The results show that in the absence of seawater interference with X-rays, the SDD detection efficiency showed an increasing and then a decreasing trend with increasing dvac. However, when dvac increased, the X-ray reflection holes projected a larger area onto the ore surface (the angle becomes larger), resulting in more X-rays reaching the SDD through the X-ray reflection holes. However, when dvac exceeded a certain threshold, even if the projected area increased, the particle flux through the X-ray reflecting aperture decreased slightly, resulting in a slight decrease in the number of particles that can be detected by the SDD. Similarly, when the entire device was in seawater, owing to the attenuation effect of seawater on the X-ray energy [39], the detection efficiency of SDD decreased with increasing dsea for ores with characteristic peak energies below 10 keV. However, to detect ores with characteristic peak energies exceeding 10 keV, such as Sr-containing ores, when dsea < 2 mm, the increase in the projection area of X-ray reflection holes had a greater impact on the detection efficiency of SDD compared with that of the X-ray scattering or energy attenuation caused by seawater. Thus, the detection efficiency of SDD improves. When dsea >2 mm, the X-ray scattering or energy attenuation by seawater is the main influencing factor, and the detection efficiency of SDD decreases.
Conclusion
This paper presented the design of an X-ray probe tube for application in extreme environments such as the deep sea. This study focused on the structural design, mechanical structure safety analysis, and detection efficiency optimization of target elements. The main results are as follows:
1. In a deep-ocean environment, an extreme working environment leads to deformation of the detector, which adversely affects its safety. Combining FEA and actual high-pressure and high-voltage damage test results, the Be window thickness can be selected at the appropriate ocean depth for exploration (For 3000 m seawater depth, dBe = 1.5 mm; for 4000 m seawater depth, dBe = 2.0 mm) to ensure the safety of the equipment.

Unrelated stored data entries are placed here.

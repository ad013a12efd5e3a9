use thiserror::Error;

use crate::models::ItemId;

pub mod catalogue;
pub mod diversity;
pub mod features;
pub mod math;
pub mod pair_selector;
pub mod preference_model;
pub mod scorer;
pub mod session;

pub use catalogue::{load_catalogue, Catalogue, CatalogueSource, JsonFileCatalogue, StaticCatalogue};
pub use diversity::{select_top_k, DiversityGuard};
pub use features::phi;
pub use pair_selector::{select_pair, PairSelectionParams, SelectedPair};
pub use preference_model::{update, UpdateParams};
pub use scorer::{apply_exploration_jitter, rank, score, ScoredItem, ScoringParams};
pub use session::{
    ComparisonPair, FacetCount, Recommendation, Recommendations, SessionController, SessionPhase,
    SessionSnapshot, TasteExplanation,
};

/// Errors the engine reports to its caller
#[derive(Debug, Error, Clone, PartialEq)]
pub enum EngineError {
    #[error("Not enough candidates to form a pair ({available} eligible)")]
    InsufficientCandidates { available: usize },

    #[error("Malformed vote: {reason}")]
    MalformedVote { reason: String },

    #[error("Unknown catalogue item: {0}")]
    UnknownItem(ItemId),

    #[error("Onboarding is complete; request recommendations instead")]
    OnboardingComplete,
}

2. From the Monte Carlo simulation experiments, it was observed that the size of dsea should be appropriately adjusted according to the ore type. For ores with characteristic peak energies less than 10 keV, dsea should be minimized during exploration. However, when the ore's characteristic peak energy is greater than 10 keV, dsea should be increased to approximately 2 mm.
Note that the structural stability and corrosion resistance of the entire device in deep sea under long-term working conditions may affect the detection efficiency of the detector. In addition, the analysis of the impact of the water content on the data will be investigated in subsequent experiments.